Wang Siyuan, Xia Yu, Huang Pu, Xu Cheng, Qian Yiyu, Fang Tian, Gao Qinglei
Cancer Biology Research Center (Key Laboratory of Chinese Ministry of Education), Tongji Hospital Tongji Medical College Huazhong University of Science and Technology, 1095 Jiefang Ave, Wuhan 430030, China.
Department of Gynecology and Obstetrics, Tongji Hospital Tongji Medical College Huazhong University of Science and Technology, Wuhan 430030, China.
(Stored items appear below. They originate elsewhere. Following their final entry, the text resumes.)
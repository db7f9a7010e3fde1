//! Session-related database queries.

use rusqlite::{params, Row};

use crate::pool::{DbError, DbPool, DbResult};
use crate::queries::LIST_LIMIT;

/// Session row joined with its location.
#[derive(Debug, Clone)]
pub struct SessionRow {
    pub session_id: i64,
    pub session_date: Option<String>,
    pub start_time: Option<String>,
    pub end_time: Option<String>,
    pub description: Option<String>,
    pub location_id: Option<i64>,
    pub location_description: Option<String>,
    pub location_address: Option<String>,
    pub location_url: Option<String>,
}

/// A set together with its position inside a session.
#[derive(Debug, Clone)]
pub struct SessionSetRow {
    pub set_index: Option<i64>,
    pub set_id: i64,
    pub description: Option<String>,
}

const SESSION_SELECT: &str = "SELECT s.session_id, s.session_date, s.start_time, s.end_time, s.description,
        l.location_id, l.description, l.address, l.url
 FROM Session s
 LEFT JOIN Location l ON l.location_id = s.location_id";

fn session_from_row(row: &Row<'_>) -> rusqlite::Result<SessionRow> {
    Ok(SessionRow {
        session_id: row.get(0)?,
        session_date: row.get(1)?,
        start_time: row.get(2)?,
        end_time: row.get(3)?,
        description: row.get(4)?,
        location_id: row.get(5)?,
        location_description: row.get(6)?,
        location_address: row.get(7)?,
        location_url: row.get(8)?,
    })
}

/// List sessions, newest first.
pub fn list_sessions(pool: &DbPool) -> DbResult<Vec<SessionRow>> {
    pool.with_conn(|conn| {
        let mut stmt = conn.prepare(&format!(
            "{SESSION_SELECT}
             ORDER BY s.session_date DESC, s.session_id DESC
             LIMIT ?1"
        ))?;

        let rows = stmt
            .query_map(params![LIST_LIMIT], session_from_row)?
            .collect::<Result<Vec<_>, _>>()?;
        Ok(rows)
    })
}

/// Get a session by ID.
pub fn get_session(pool: &DbPool, session_id: i64) -> DbResult<SessionRow> {
    pool.with_conn(|conn| {
        conn.query_row(
            &format!("{SESSION_SELECT} WHERE s.session_id = ?1"),
            params![session_id],
            session_from_row,
        )
        .map_err(|e| match e {
            rusqlite::Error::QueryReturnedNoRows => {
                DbError::NotFound(format!("Session: {}", session_id))
            }
            e => DbError::Connection(e),
        })
    })
}

/// List the sets played at a session in order.
pub fn list_sets_for_session(pool: &DbPool, session_id: i64) -> DbResult<Vec<SessionSetRow>> {
    pool.with_conn(|conn| {
        let mut stmt = conn.prepare(
            "SELECT ss.set_index, st.set_id, st.description
             FROM SetToSession ss
             JOIN SetTable st ON st.set_id = ss.set_id
             WHERE ss.session_id = ?1
             ORDER BY ss.set_index, st.set_id",
        )?;

        let rows = stmt
            .query_map(params![session_id], |row| {
                Ok(SessionSetRow {
                    set_index: row.get(0)?,
                    set_id: row.get(1)?,
                    description: row.get(2)?,
                })
            })?
            .collect::<Result<Vec<_>, _>>()?;
        Ok(rows)
    })
}

/// Count all sessions.
pub fn count_sessions(pool: &DbPool) -> DbResult<i64> {
    pool.with_conn(|conn| Ok(conn.query_row("SELECT COUNT(*) FROM Session", [], |row| row.get(0))?))
}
J Oncol. 2023 Feb 6;2023:1453739. doi: 10.1155/2023/1453739. eCollection 2023.
Breast and ovarian cancers are common malignancies among women, contributing to a significant disease burden, and are characterized by a high level of genomic instability, owing to the failure of homologous recombination repair (HRR). Pharmacological inhibition of poly(ADP-ribose) polymerase (PARP) could elicit the synthetic lethal effect of tumor cells in patients with homologous recombination deficiency, ultimately achieving a favorable clinical benefit. However, primary and acquired resistance remain the greatest hurdle, limiting the efficacy of PARP inhibitors; thus, strategies conferring or augmenting tumor cell sensitivity to PARP inhibitors are urgently required.
Our RNA-seq data of niraparib-treated and -untreated tumor cells were analyzed by R language. Gene Set Enrichment Analysis (GSEA) was applied to assess the biological functions of GTP cyclohydrolase 1 (GCH1). Quantitative real-time PCR, Western blotting, and immunofluorescence were applied to confirm the upregulation of GCH1 upon niraparib treatment at transcriptional and translational levels. Immunohistochemistry of patient-derived xenograft (PDX)-derived tissue sections further validated that niraparib increased GCH1 expression. Tumor cell apoptosis was detected by flow cytometry, while the superiority of the combination strategy was confirmed in the PDX model.
The expression of GCH1 was aberrantly enriched in breast and ovarian cancers and increased after niraparib treatment via JAK-STAT signaling. GCH1 was also demonstrated to be associated with the HRR pathway. Subsequently, the enhancement of the tumor-killing effect of PARP inhibitors induced by GCH1 suppression using siRNA and GCH1 inhibitor was validated by flow cytometry in vitro. Finally, using the PDX model, we further demonstrated that GCH1 inhibitors markedly potentiated PARP inhibitors' antitumor efficacy in vivo.
Our results illustrated that PARP inhibitors promote GCH1 expression via the JAK-STAT pathway. We also elucidated the potential relationship between GCH1 and the homologous recombination repair pathway and proposed a combination regimen of GCH1 suppression with PARP inhibitors in breast and ovarian cancers.
乳腺癌和卵巢癌是女性常见的恶性肿瘤,造成了重大的疾病负担,其特征是由于同源重组修复(HRR)功能缺陷导致高水平的基因组不稳定。聚(ADP - 核糖)聚合酶(PARP)的药理学抑制可在同源重组缺陷患者中引发肿瘤细胞的合成致死效应,最终实现良好的临床效益。然而,原发性和获得性耐药仍然是最大的障碍,限制了PARP抑制剂的疗效;因此,迫切需要赋予或增强肿瘤细胞对PARP抑制剂敏感性的策略。
我们用R语言分析了经尼拉帕利处理和未处理的肿瘤细胞的RNA测序数据。基因集富集分析(GSEA)用于评估鸟苷三磷酸环化水解酶1(GCH1)的生物学功能。采用定量实时PCR、蛋白质免疫印迹和免疫荧光技术在转录和翻译水平上证实尼拉帕利处理后GCH1的上调。患者来源异种移植(PDX)组织切片的免疫组织化学进一步验证了尼拉帕利可增加GCH1表达。通过流式细胞术检测肿瘤细胞凋亡,同时在PDX模型中证实联合策略的优势。
GCH1的表达在乳腺癌和卵巢癌中异常富集,并且在尼拉帕利处理后通过JAK - STAT信号通路增加。GCH1也被证明与HRR途径相关。随后,通过体外流式细胞术验证了使用小干扰RNA(siRNA)和GCH1抑制剂抑制GCH1诱导的PARP抑制剂杀瘤效果增强。最后,使用PDX模型,我们进一步证明GCH1抑制剂在体内显著增强了PARP抑制剂的抗肿瘤疗效。
我们的结果表明PARP抑制剂通过JAK - STAT途径促进GCH1表达。我们还阐明了GCH1与同源重组修复途径之间的潜在关系,并提出了在乳腺癌和卵巢癌中联合抑制GCH1与PARP抑制剂的方案。